*Description of the task*
Note each line in the data holding the string "docs" and report it.

(Dataset entries)

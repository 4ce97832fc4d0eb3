//! # aushadhi-service: Transaction Operations for Aushadhi POS
//!
//! The UI boundary over the stock reconciliation engine. Each operation:
//!
//! 1. reads fresh snapshots from the entity store (never a cached list —
//!    bill numbering depends on it),
//! 2. runs the pure engines in `aushadhi-core`,
//! 3. commits the emitted write-set atomically,
//! 4. returns the committed record or a structured [`ServiceError`].
//!
//! ```text
//! ┌─────────────────────────────────────────────────────────────────────────┐
//! │                       One Operation, One Commit                         │
//! │                                                                         │
//! │  UI ──► generate_bill(cart, customer)                                   │
//! │            │                                                            │
//! │            ├── store.list(Bills), store.list(Products)   (fresh read)   │
//! │            ├── sale::generate_bill(…)                    (pure)         │
//! │            ├── store.commit(write_set)                   (atomic)       │
//! │            └── Bill (committed) or ServiceError                         │
//! │                                                                         │
//! │  Confirmation dialogs and print/export triggers live in the caller,     │
//! │  invoked only after a successful result.                                │
//! └─────────────────────────────────────────────────────────────────────────┘
//! ```

pub mod error;

pub use error::{ErrorCode, ServiceError, ServiceResult};

use serde::de::DeserializeOwned;
use tracing::{info, warn};

use aushadhi_core::catalog::{self, BatchEntry, CatalogOutcome, ProductEntry};
use aushadhi_core::purchase::{self, PurchaseDraft, PurchaseOutcome};
use aushadhi_core::sale::{self, SaleOutcome};
use aushadhi_core::{
    balances, numbering, Bill, CartItem, Collection, Company, Money, Payment, PaymentMode, Product,
    Purchase, RevertWarning, Supplier, WriteSet,
};
use aushadhi_store::{Document, EntityStore};

/// The pharmacy's document operations, bound to one entity store.
#[derive(Debug, Clone)]
pub struct PharmacyService<S> {
    store: S,
}

impl<S: EntityStore> PharmacyService<S> {
    pub fn new(store: S) -> Self {
        PharmacyService { store }
    }

    /// Snapshot read of one collection, decoded into domain types.
    async fn load<T: DeserializeOwned>(&self, collection: Collection) -> ServiceResult<Vec<T>> {
        let docs = self.store.list(collection).await?;
        let mut out = Vec::with_capacity(docs.len());
        for doc in &docs {
            out.push(doc.decode::<T>()?);
        }
        Ok(out)
    }

    async fn fetch<T: DeserializeOwned>(
        &self,
        collection: Collection,
        resource: &str,
        id: &str,
    ) -> ServiceResult<T> {
        let doc: Document = self
            .store
            .get(collection, id)
            .await?
            .ok_or_else(|| ServiceError::not_found(resource, id))?;
        Ok(doc.decode::<T>()?)
    }

    fn log_warnings(&self, operation: &str, warnings: &[RevertWarning]) {
        for warning in warnings {
            warn!(%operation, "partial revert: {warning}");
        }
    }

    // =========================================================================
    // Bills
    // =========================================================================

    /// Creates a bill from a cart, decrementing batch stock atomically with
    /// the bill write.
    pub async fn generate_bill(
        &self,
        items: Vec<CartItem>,
        customer_name: &str,
    ) -> ServiceResult<Bill> {
        let products: Vec<Product> = self.load(Collection::Products).await?;
        // Fresh read on purpose: the next bill number derives from the max
        // numeric suffix across bills as stored right now.
        let bills: Vec<Bill> = self.load(Collection::Bills).await?;

        let SaleOutcome {
            bill,
            write_set,
            warnings,
        } = sale::generate_bill(&products, &bills, items, customer_name)?;

        self.log_warnings("generate_bill", &warnings);
        self.store.commit(write_set).await?;

        info!(
            bill_id = %bill.id,
            bill_number = %bill.bill_number,
            grand_total = %bill.grand_total,
            items = bill.items.len(),
            "Bill generated"
        );
        Ok(bill)
    }

    /// Edits a committed bill, reconciling stock by netting old vs new
    /// quantities. Rejected outright if any batch would go negative.
    pub async fn update_bill(&self, updated: Bill) -> ServiceResult<Bill> {
        let original: Bill = self.fetch(Collection::Bills, "Bill", &updated.id).await?;
        let products: Vec<Product> = self.load(Collection::Products).await?;

        let SaleOutcome {
            bill,
            write_set,
            warnings,
        } = sale::edit_bill(&products, &original, &updated)?;

        self.log_warnings("update_bill", &warnings);
        self.store.commit(write_set).await?;

        info!(bill_id = %bill.id, bill_number = %bill.bill_number, "Bill updated");
        Ok(bill)
    }

    /// Deletes a bill, reverting its quantities back onto their batches.
    pub async fn delete_bill(&self, bill_id: &str) -> ServiceResult<()> {
        let bill: Bill = self.fetch(Collection::Bills, "Bill", bill_id).await?;
        let products: Vec<Product> = self.load(Collection::Products).await?;

        let SaleOutcome {
            write_set, warnings, ..
        } = sale::delete_bill(&products, &bill)?;

        self.log_warnings("delete_bill", &warnings);
        self.store.commit(write_set).await?;

        info!(bill_id = %bill_id, "Bill deleted");
        Ok(())
    }

    // =========================================================================
    // Purchases
    // =========================================================================

    /// Saves a supplier invoice, resolving every line against the catalogue
    /// (new product / existing batch / new batch) and incrementing stock.
    pub async fn add_purchase(&self, draft: PurchaseDraft) -> ServiceResult<Purchase> {
        let products: Vec<Product> = self.load(Collection::Products).await?;
        let companies: Vec<Company> = self.load(Collection::Companies).await?;

        let PurchaseOutcome {
            purchase,
            write_set,
            warnings,
        } = purchase::add_purchase(&products, &companies, draft)?;

        self.log_warnings("add_purchase", &warnings);
        self.store.commit(write_set).await?;

        info!(
            purchase_id = %purchase.id,
            invoice_number = %purchase.invoice_number,
            total = %purchase.total_amount,
            "Purchase saved"
        );
        Ok(purchase)
    }

    /// Edits a committed purchase via revert-then-reapply against current
    /// product state.
    pub async fn update_purchase(&self, updated: Purchase) -> ServiceResult<Purchase> {
        let original: Purchase = self
            .fetch(Collection::Purchases, "Purchase", &updated.id)
            .await?;
        let products: Vec<Product> = self.load(Collection::Products).await?;
        let companies: Vec<Company> = self.load(Collection::Companies).await?;

        let draft = PurchaseDraft {
            invoice_number: updated.invoice_number,
            supplier_name: updated.supplier_name,
            items: updated.items,
        };

        let PurchaseOutcome {
            purchase,
            write_set,
            warnings,
        } = purchase::edit_purchase(&products, &companies, &original, draft)?;

        self.log_warnings("update_purchase", &warnings);
        self.store.commit(write_set).await?;

        info!(purchase_id = %purchase.id, "Purchase updated");
        Ok(purchase)
    }

    /// Deletes a purchase, subtracting its quantities (clamped at zero).
    pub async fn delete_purchase(&self, purchase_id: &str) -> ServiceResult<()> {
        let purchase: Purchase = self
            .fetch(Collection::Purchases, "Purchase", purchase_id)
            .await?;
        let products: Vec<Product> = self.load(Collection::Products).await?;

        let PurchaseOutcome {
            write_set, warnings, ..
        } = purchase::delete_purchase(&products, &purchase)?;

        self.log_warnings("delete_purchase", &warnings);
        self.store.commit(write_set).await?;

        info!(purchase_id = %purchase_id, "Purchase deleted");
        Ok(())
    }

    // =========================================================================
    // Catalogue
    // =========================================================================

    /// Creates a product from a manual catalogue entry.
    pub async fn add_product(&self, entry: ProductEntry) -> ServiceResult<Product> {
        let CatalogOutcome { product, write_set } = catalog::add_product(entry)?;
        self.store.commit(write_set).await?;

        info!(product_id = %product.id, name = %product.name, "Product added");
        Ok(product)
    }

    /// Adds a batch to an existing product by hand.
    pub async fn add_batch(&self, product_id: &str, entry: BatchEntry) -> ServiceResult<Product> {
        let product: Product = self
            .fetch(Collection::Products, "Product", product_id)
            .await?;

        let CatalogOutcome { product, write_set } = catalog::add_batch(&product, entry)?;
        self.store.commit(write_set).await?;

        info!(product_id = %product.id, "Batch added");
        Ok(product)
    }

    // =========================================================================
    // Suppliers & Payments
    // =========================================================================

    /// Registers a supplier.
    pub async fn add_supplier(
        &self,
        name: &str,
        phone: Option<String>,
        address: Option<String>,
    ) -> ServiceResult<Supplier> {
        let supplier = Supplier {
            id: numbering::new_document_id(),
            name: name.trim().to_string(),
            phone,
            address,
            created_at: chrono::Utc::now(),
        };

        let mut write_set = WriteSet::new();
        write_set.create(Collection::Suppliers, &supplier.id, &supplier)?;
        self.store.commit(write_set).await?;

        info!(supplier_id = %supplier.id, name = %supplier.name, "Supplier added");
        Ok(supplier)
    }

    /// Records a payment to a supplier, allocating the next voucher number
    /// from a fresh read of the payments collection.
    pub async fn record_payment(
        &self,
        supplier_name: &str,
        amount: Money,
        mode: PaymentMode,
        reference: Option<String>,
    ) -> ServiceResult<Payment> {
        let payments: Vec<Payment> = self.load(Collection::Payments).await?;

        let payment = Payment {
            id: numbering::new_document_id(),
            voucher_number: numbering::next_voucher_number(&payments),
            supplier_name: supplier_name.trim().to_string(),
            amount,
            mode,
            reference,
            created_at: chrono::Utc::now(),
        };

        let mut write_set = WriteSet::new();
        write_set.create(Collection::Payments, &payment.id, &payment)?;
        self.store.commit(write_set).await?;

        info!(
            voucher_number = %payment.voucher_number,
            supplier = %payment.supplier_name,
            amount = %payment.amount,
            "Payment recorded"
        );
        Ok(payment)
    }

    /// Outstanding balance for a supplier: matched purchases minus matched
    /// payments, names compared case-insensitively.
    pub async fn supplier_outstanding(&self, supplier_name: &str) -> ServiceResult<Money> {
        let purchases: Vec<Purchase> = self.load(Collection::Purchases).await?;
        let payments: Vec<Payment> = self.load(Collection::Payments).await?;
        Ok(balances::supplier_outstanding(
            supplier_name,
            &purchases,
            &payments,
        ))
    }

    // =========================================================================
    // Snapshot listers
    // =========================================================================

    pub async fn list_products(&self) -> ServiceResult<Vec<Product>> {
        self.load(Collection::Products).await
    }

    pub async fn list_bills(&self) -> ServiceResult<Vec<Bill>> {
        self.load(Collection::Bills).await
    }

    pub async fn list_purchases(&self) -> ServiceResult<Vec<Purchase>> {
        self.load(Collection::Purchases).await
    }

    pub async fn list_suppliers(&self) -> ServiceResult<Vec<Supplier>> {
        self.load(Collection::Suppliers).await
    }

    pub async fn list_payments(&self) -> ServiceResult<Vec<Payment>> {
        self.load(Collection::Payments).await
    }

    pub async fn list_companies(&self) -> ServiceResult<Vec<Company>> {
        self.load(Collection::Companies).await
    }
}

// =============================================================================
// Integration Tests
// =============================================================================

*Response*
        let docs = self.store.list(collection).await?;
        let mut out = Vec::with_capacity(docs.len());
        for doc in &docs {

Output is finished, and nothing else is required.